Chronologie
Amt und Mandat: Ein historischer Streit bei den Grünen

Mit breiter Zustimmung hat die Grünen-Basis den historischen Parteistreit über die Trennung von Amt und Mandat entschieden.

HB/dpa BERLIN. Im Paragrafen 14, Absatz 4 der Satzung heißt es jetzt: „Im Bundesvorstand dürfen nicht mehr als ein Drittel der Mitglieder Abgeordnete sein. Mitglieder des Bundesvorstandes dürfen nicht Fraktionsvorsitzende im Bundestag, in einem Landtag, im Europaparlament oder Mitglieder der Bundesregierung, einer Landesregierung oder der Europäischen Kommission sein.“

Die Geschichte des Streits:

1980: Bei der Gründung der Partei wird die Unvereinbarkeit von Vorstandsämtern mit Parlamentsmandaten festgeschrieben.

1991: Beim turbulenten Parteitag in Neumünster scheitert der erste Versuch, das Prinzip aufzuheben, obwohl mehrere Landesverbände es bereits gelockert haben.
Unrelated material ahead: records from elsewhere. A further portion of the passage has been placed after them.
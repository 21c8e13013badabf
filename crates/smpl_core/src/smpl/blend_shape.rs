use crate::common::{
    error::{check_dims, Result, SmplError},
    metadata::SmplMetadata,
};
use burn::tensor::{backend::Backend, Tensor};
use smpl_utils::numerical::batch_rodrigues;

pub const COMPONENT: &str = "BlendShape";

/// Per-vertex offsets coming from the shape and pose bases, together with the
/// rotation matrices that the kinematic chain reuses.
#[derive(Clone, Debug)]
pub struct BlendShapeOutput<B: Backend> {
    pub shape_blend_shape: Tensor<B, 3>,
    pub pose_blend_shape: Tensor<B, 3>,
    pub pose_rot: Tensor<B, 4>,
    pub rest_pose_rot: Tensor<B, 4>,
}

/// Holds the shape and pose bases already flattened for a single matmul each.
#[derive(Clone, Debug)]
pub struct BlendShape<B: Backend> {
    pub device: B::Device,
    /// (K, V*3)
    pub shape_dirs: Tensor<B, 2>,
    /// (P, V*3)
    pub pose_dirs: Tensor<B, 2>,
    pub num_verts: usize,
    pub num_joints: usize,
}
impl<B: Backend> BlendShape<B> {
    /// `shape_dirs` is (V, 3, K) and `pose_dirs` is (V, 3, P) as stored in the model assets
    /// # Errors
    /// Fails if the bases do not match `metadata`
    pub fn new(shape_dirs: Tensor<B, 3>, pose_dirs: Tensor<B, 3>, metadata: &SmplMetadata) -> Result<Self> {
        let num_verts = metadata.num_verts;
        check_dims(COMPONENT, "shape_blend_shapes", shape_dirs.dims(), [num_verts, 3, metadata.shape_space_dim])?;
        check_dims(COMPONENT, "pose_blend_shapes", pose_dirs.dims(), [num_verts, 3, metadata.num_pose_blend_shapes])?;
        if metadata.num_pose_blend_shapes != metadata.num_joints.saturating_sub(1) * 9 {
            return Err(SmplError::shape(
                COMPONENT,
                format!(
                    "{} pose blend shapes do not match {} joints",
                    metadata.num_pose_blend_shapes, metadata.num_joints
                ),
            ));
        }
        let device = shape_dirs.device();
        let shape_dirs = shape_dirs.reshape([num_verts * 3, metadata.shape_space_dim]).transpose();
        let pose_dirs = pose_dirs.reshape([num_verts * 3, metadata.num_pose_blend_shapes]).transpose();
        Ok(Self {
            device,
            shape_dirs,
            pose_dirs,
            num_verts,
            num_joints: metadata.num_joints,
        })
    }

    pub fn shape_space_dim(&self) -> usize {
        self.shape_dirs.dims()[0]
    }

    /// Linear combination of the shape basis, (N, K) -> (N, V, 3)
    /// # Errors
    /// Fails if beta does not have K columns
    pub fn shape_blend(&self, beta: Tensor<B, 2>) -> Result<Tensor<B, 3>> {
        let [nr_batch, nr_betas] = beta.dims();
        check_dims(COMPONENT, "beta", [nr_betas], [self.shape_space_dim()])?;
        Ok(beta.matmul(self.shape_dirs.clone()).reshape([nr_batch, self.num_verts, 3]))
    }

    /// Rotation matrices for `theta` and for the rest pose. A missing rest pose is all identity.
    /// # Errors
    /// Fails if either pose is not (N, J, 3)
    pub fn pose_rotations(&self, theta: Tensor<B, 3>, rest_theta: Option<Tensor<B, 3>>) -> Result<(Tensor<B, 4>, Tensor<B, 4>)> {
        let [nr_batch, _, _] = theta.dims();
        check_dims(COMPONENT, "theta", theta.dims(), [nr_batch, self.num_joints, 3])?;
        let rest_pose_rot = match rest_theta {
            Some(rest_theta) => {
                check_dims(COMPONENT, "rest theta", rest_theta.dims(), [nr_batch, self.num_joints, 3])?;
                batch_rodrigues(rest_theta)
            }
            None => Tensor::<B, 2>::eye(3, &self.device)
                .reshape([1, 1, 3, 3])
                .repeat(&[nr_batch, self.num_joints, 1, 1]),
        };
        Ok((batch_rodrigues(theta), rest_pose_rot))
    }

    /// Pose-dependent offsets from the rotation difference of every non-root joint
    /// # Errors
    /// Fails if the rotation stacks disagree in shape
    pub fn pose_blend(&self, pose_rot: Tensor<B, 4>, rest_pose_rot: Tensor<B, 4>) -> Result<Tensor<B, 3>> {
        let [nr_batch, nr_joints, _, _] = pose_rot.dims();
        check_dims(COMPONENT, "pose rotations", pose_rot.dims(), [nr_batch, self.num_joints, 3, 3])?;
        check_dims(COMPONENT, "rest pose rotations", rest_pose_rot.dims(), [nr_batch, nr_joints, 3, 3])?;
        if nr_joints == 1 {
            return Ok(Tensor::zeros([nr_batch, self.num_verts, 3], &self.device));
        }
        //the root joint is left out of the pose feature
        let pose_feature = unroll(pose_rot).slice([0..nr_batch, 9..nr_joints * 9]);
        let rest_feature = unroll(rest_pose_rot).slice([0..nr_batch, 9..nr_joints * 9]);
        Ok((pose_feature - rest_feature)
            .matmul(self.pose_dirs.clone())
            .reshape([nr_batch, self.num_verts, 3]))
    }

    /// Runs the whole stage. With `enable_pose_blend` off the pose offsets are zeros
    /// # Errors
    /// Fails on any input shape mismatch, before any work is done
    pub fn blend(
        &self,
        beta: Tensor<B, 2>,
        theta: Tensor<B, 3>,
        rest_theta: Option<Tensor<B, 3>>,
        enable_pose_blend: bool,
    ) -> Result<BlendShapeOutput<B>> {
        let [nr_batch, nr_betas] = beta.dims();
        check_dims(COMPONENT, "beta", [nr_betas], [self.shape_space_dim()])?;
        check_dims(COMPONENT, "theta", theta.dims(), [nr_batch, self.num_joints, 3])?;
        if let Some(rest_theta) = &rest_theta {
            check_dims(COMPONENT, "rest theta", rest_theta.dims(), [nr_batch, self.num_joints, 3])?;
        }

        let shape_blend_shape = self.shape_blend(beta)?;
        let (pose_rot, rest_pose_rot) = self.pose_rotations(theta, rest_theta)?;
        let pose_blend_shape = if enable_pose_blend {
            self.pose_blend(pose_rot.clone(), rest_pose_rot.clone())?
        } else {
            Tensor::zeros([nr_batch, self.num_verts, 3], &self.device)
        };
        Ok(BlendShapeOutput {
            shape_blend_shape,
            pose_blend_shape,
            pose_rot,
            rest_pose_rot,
        })
    }
}

/// Flattens (N, J, 3, 3) rotations to (N, J*9) in row-major order per joint
pub fn unroll<B: Backend>(rot: Tensor<B, 4>) -> Tensor<B, 2> {
    let [nr_batch, nr_joints, _, _] = rot.dims();
    rot.reshape([nr_batch, nr_joints * 9])
}

#[cfg(test)]
mod tests {
    use super::*;
    use burn::backend::NdArray;
    use burn::tensor::TensorData;
    use smpl_utils::bshare::tensor_to_data_float;

    type B = NdArray;

    // 2 verts, 2 joints, 2 betas; shape basis k moves vertex k along x
    fn stage() -> BlendShape<B> {
        let device = Default::default();
        let metadata = SmplMetadata::new(2, 2, 2, 0);
        let mut shape = vec![0.0f32; 2 * 3 * 2];
        shape[0] = 1.0; // v0.x, beta 0
        shape[3 * 2 + 1] = 1.0; // v1.x, beta 1
        let mut pose = vec![0.0f32; 2 * 3 * 9];
        pose[0] = 1.0; // v0.x, first rotation entry of joint 1
        let shape_dirs = Tensor::<B, 3>::from_data(TensorData::new(shape, [2, 3, 2]), &device);
        let pose_dirs = Tensor::<B, 3>::from_data(TensorData::new(pose, [2, 3, 9]), &device);
        BlendShape::new(shape_dirs, pose_dirs, &metadata).unwrap()
    }

    #[test]
    fn test_shape_blend_combines_basis() {
        let stage = stage();
        let beta = Tensor::<B, 2>::from_floats([[2.0, 3.0]], &stage.device);
        let disp = tensor_to_data_float(&stage.shape_blend(beta).unwrap()).unwrap();
        assert_eq!(disp, vec![2.0, 0.0, 0.0, 3.0, 0.0, 0.0]);
    }

    #[test]
    fn test_rest_pose_gives_zero_pose_offsets() {
        let stage = stage();
        let beta = Tensor::<B, 2>::zeros([3, 2], &stage.device);
        let theta = Tensor::<B, 3>::from_floats([[[0.1, 0.2, 0.3], [0.4, -0.5, 0.6]]], &stage.device).repeat(&[3, 1, 1]);
        let out = stage.blend(beta, theta.clone(), Some(theta), true).unwrap();
        let disp = tensor_to_data_float(&out.pose_blend_shape).unwrap();
        assert_eq!(disp.len(), 3 * 2 * 3);
        assert!(disp.iter().all(|d| d.abs() < 1e-6));
    }

    #[test]
    fn test_pose_offsets_follow_rotation_difference() {
        let stage = stage();
        let beta = Tensor::<B, 2>::zeros([1, 2], &stage.device);
        let angle = std::f32::consts::FRAC_PI_2;
        // joint 1 rotated about z: R[0][0] = cos = 0 so the difference is -1
        let theta = Tensor::<B, 3>::from_floats([[[0.0, 0.0, 0.0], [0.0, 0.0, angle]]], &stage.device);
        let out = stage.blend(beta, theta, None, true).unwrap();
        let disp = tensor_to_data_float(&out.pose_blend_shape).unwrap();
        assert!((disp[0] + 1.0).abs() < 1e-6);
        assert!(disp[1..].iter().all(|d| d.abs() < 1e-6));
    }

    #[test]
    fn test_disabled_pose_blend_is_zero() {
        let stage = stage();
        let beta = Tensor::<B, 2>::zeros([1, 2], &stage.device);
        let theta = Tensor::<B, 3>::ones([1, 2, 3], &stage.device);
        let out = stage.blend(beta, theta, None, false).unwrap();
        assert!(tensor_to_data_float(&out.pose_blend_shape).unwrap().iter().all(|d| *d == 0.0));
    }

    #[test]
    fn test_wrong_beta_width_fails() {
        let stage = stage();
        let beta = Tensor::<B, 2>::zeros([1, 3], &stage.device);
        let theta = Tensor::<B, 3>::zeros([1, 2, 3], &stage.device);
        let err = stage.blend(beta, theta, None, true).unwrap_err();
        assert!(matches!(err, SmplError::Shape { component: COMPONENT, .. }));
    }

    #[test]
    fn test_rest_theta_batch_mismatch_fails() {
        let stage = stage();
        let beta = Tensor::<B, 2>::zeros([2, 2], &stage.device);
        let theta = Tensor::<B, 3>::zeros([2, 2, 3], &stage.device);
        let rest = Tensor::<B, 3>::zeros([1, 2, 3], &stage.device);
        assert!(stage.blend(beta, theta, Some(rest), true).is_err());
    }

    #[test]
    fn test_unroll_keeps_row_order() {
        let device = Default::default();
        let rot = Tensor::<B, 2>::eye(3, &device).reshape([1, 1, 3, 3]);
        let flat = tensor_to_data_float(&unroll(rot)).unwrap();
        assert_eq!(flat, vec![1.0, 0.0, 0.0, 0.0, 1.0, 0.0, 0.0, 0.0, 1.0]);
    }
}
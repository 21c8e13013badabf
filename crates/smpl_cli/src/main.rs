//! Launches the SMPL model once on random shape and pose parameters and writes
//! one body of the batch as a mesh.
//!
//! ```bash
//! smpl_launch --model ./data/smpl_female.json --output ./out/vertices.obj
//! smpl_launch --config launch.toml --batch-size 8 --export-index 3
//! ```
mod config;
mod launch;

use clap::Parser;
use config::{LaunchConfig, LaunchError};
use log::error;
use std::{path::PathBuf, process::ExitCode};

#[derive(Parser, Debug)]
#[command(name = "smpl_launch")]
#[command(author, version, about = "Runs the SMPL body model and exports one posed mesh")]
struct Args {
    /// TOML file with launch settings, flags given here override it
    #[arg(long, short = 'c')]
    config: Option<PathBuf>,

    /// Model asset (.json or .npz)
    #[arg(long, short = 'm')]
    model: Option<String>,

    /// Output mesh path
    #[arg(long, short = 'o')]
    output: Option<String>,

    #[arg(long, short = 'n')]
    batch_size: Option<usize>,

    /// Which body of the batch to export
    #[arg(long)]
    export_index: Option<usize>,

    /// Seed for the random betas and pose
    #[arg(long)]
    seed: Option<u64>,

    #[arg(long)]
    beta_scale: Option<f32>,

    #[arg(long)]
    theta_scale: Option<f32>,

    /// ndarray, wgpu or candle
    #[arg(long, short = 'b')]
    backend: Option<String>,

    /// Skip the pose blend shapes
    #[arg(long)]
    no_pose_blend: bool,

    /// Log filter, RUST_LOG takes precedence
    #[arg(long, default_value = "info")]
    log_level: String,
}

impl Args {
    fn into_config(self) -> Result<LaunchConfig, LaunchError> {
        let mut config = match &self.config {
            Some(path) => LaunchConfig::load(path)?,
            None => LaunchConfig::default(),
        };
        if let Some(model) = self.model {
            config.model_path = model;
        }
        if let Some(output) = self.output {
            config.output_path = output;
        }
        if let Some(batch_size) = self.batch_size {
            config.batch_size = batch_size;
        }
        if let Some(export_index) = self.export_index {
            config.export_index = export_index;
        }
        if let Some(seed) = self.seed {
            config.seed = seed;
        }
        if let Some(beta_scale) = self.beta_scale {
            config.beta_scale = beta_scale;
        }
        if let Some(theta_scale) = self.theta_scale {
            config.theta_scale = theta_scale;
        }
        if let Some(backend) = self.backend {
            config.backend = backend;
        }
        if self.no_pose_blend {
            config.enable_pose_blend = false;
        }
        Ok(config)
    }
}

fn main() -> ExitCode {
    let args = Args::parse();
    env_logger::Builder::from_env(env_logger::Env::default().default_filter_or(args.log_level.as_str())).init();

    match args.into_config().and_then(|config| launch::run(&config)) {
        Ok(()) => ExitCode::SUCCESS,
        Err(e) => {
            error!("{e}");
            ExitCode::FAILURE
        }
    }
}
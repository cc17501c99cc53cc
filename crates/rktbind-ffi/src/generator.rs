//! Two-phase generation driver.
//!
//! [`Generator::feed`] is called once per declaration in traversal order;
//! [`Generator::finalize`] is called once after the last one. The preamble
//! is written when the generator is created.

use rktbind_core::Declaration;
use tracing::{debug, info};

use crate::config::GenConfig;
use crate::emitter::{DeclarationEmitter, Emission};
use crate::resolver::{DependencyResolver, Unresolved};
use crate::sink::Sink;

/// Counters and leftovers of one generation run.
#[derive(Debug, Clone, Default, PartialEq, Eq)]
pub struct GenerationReport {
    /// Declarations fed.
    pub declarations: usize,
    /// Definitions written, including postponed placeholders.
    pub emitted: usize,
    /// Placeholders written by the forced rule.
    pub postponed: Vec<String>,
    /// Declarations skipped as already defined, including predefined names.
    pub duplicates: usize,
    /// Declarations written only as an explanatory comment.
    pub unsupported: usize,
    /// Declarations skipped by an exclusion pattern.
    pub excluded: usize,
    /// Definitions never written.
    pub unresolved: Vec<Unresolved>,
}

impl GenerationReport {
    pub fn is_complete(&self) -> bool {
        self.unresolved.is_empty()
    }
}

impl std::fmt::Display for GenerationReport {
    fn fmt(&self, f: &mut std::fmt::Formatter<'_>) -> std::fmt::Result {
        write!(
            f,
            "{} declarations, {} definitions ({} postponed), {} duplicates, ",
            self.declarations,
            self.emitted,
            self.postponed.len(),
            self.duplicates
        )?;
        write!(
            f,
            "{} unsupported, {} excluded, {} unresolved",
            self.unsupported,
            self.excluded,
            self.unresolved.len()
        )
    }
}

/// A finished binding module.
#[derive(Debug, Clone, PartialEq, Eq)]
pub struct GeneratedModule {
    /// Module text.
    pub text: String,
    /// What happened while producing it.
    pub report: GenerationReport,
}

/// Owns all state of one generation run.
#[derive(Debug)]
pub struct Generator {
    emitter: DeclarationEmitter,
    resolver: DependencyResolver,
    sink: Sink,
    report: GenerationReport,
}

impl Generator {
    /// Start a run, writing `preamble` first.
    pub fn new(config: &GenConfig, preamble: &str) -> Self {
        let mut sink = Sink::new();
        sink.write_raw(preamble);
        sink.write_raw("\n");
        Self {
            emitter: DeclarationEmitter::new(config.exclude.clone(), config.print_source_path),
            resolver: DependencyResolver::new(config.predefined.iter().cloned()),
            sink,
            report: GenerationReport::default(),
        }
    }

    /// Process one declaration.
    ///
    /// Pending definitions are rescanned first, so anything unblocked by the
    /// previous declaration is written before this one.
    pub fn feed(&mut self, decl: &Declaration) {
        self.report.declarations += 1;
        self.resolver.rescan(&mut self.sink);

        match self.emitter.emit(decl, &self.resolver) {
            Emission::Deferred(def) => {
                self.resolver.register(def, &mut self.sink);
            }
            Emission::Duplicate(text) => {
                self.report.duplicates += 1;
                self.sink.write_block(&text);
            }
            Emission::Unsupported(text) => {
                debug!(name = %decl.name, kind = decl.kind_label(), "unsupported declaration");
                self.report.unsupported += 1;
                self.sink.write_block(&text);
            }
            Emission::Excluded => {
                self.report.excluded += 1;
            }
            Emission::Ignored => {}
        }
    }

    /// Text written so far.
    pub fn output(&self) -> &str {
        self.sink.as_str()
    }

    /// The resolver, for inspecting pending and ready names mid-run.
    pub fn resolver(&self) -> &DependencyResolver {
        &self.resolver
    }

    /// Force what can be forced, report the rest, and return the module.
    pub fn finalize(mut self) -> GeneratedModule {
        let finalization = self.resolver.finalize(&mut self.sink);
        let mut report = self.report;
        report.emitted = self.resolver.emitted();
        report.postponed = finalization.postponed;
        report.unresolved = finalization.unresolved;
        info!(
            declarations = report.declarations,
            emitted = report.emitted,
            unresolved = report.unresolved.len(),
            anonymous = self.emitter.anonymous().len(),
            "binding generation finished"
        );
        GeneratedModule {
            text: self.sink.into_string(),
            report,
        }
    }
}

/// Run a whole generation over `declarations`.
pub fn generate<'a, I>(declarations: I, config: &GenConfig, preamble: &str) -> GeneratedModule
where
    I: IntoIterator<Item = &'a Declaration>,
{
    let mut generator = Generator::new(config, preamble);
    for decl in declarations {
        generator.feed(decl);
    }
    generator.finalize()
}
2000: Beim Parteitag in Karlsruhe fehlen rund 60 Stimmen an der Zwei-Drittel-Mehrheit zur Aufhebung.

2002: Beim Parteitag in Bremen scheitert ein Kompromiss an 20 Stimmen, obwohl die Parteichefs Claudia Roth und Fritz Kuhn ihr innerparteiliches Schicksal daran geknüpft hatten. Sieben Wochen später fehlen in Hannover acht Stimmen, um Roth und Kuhn wenigstens so lange im Amt zu lassen, bis die Urabstimmung entschieden ist.

23. Mai 2003: Die Urabstimmung ergibt eine Zwei-Drittel-Mehrheit für die Lockerung des Tabus. Die einfache Mehrheit hätte gereicht.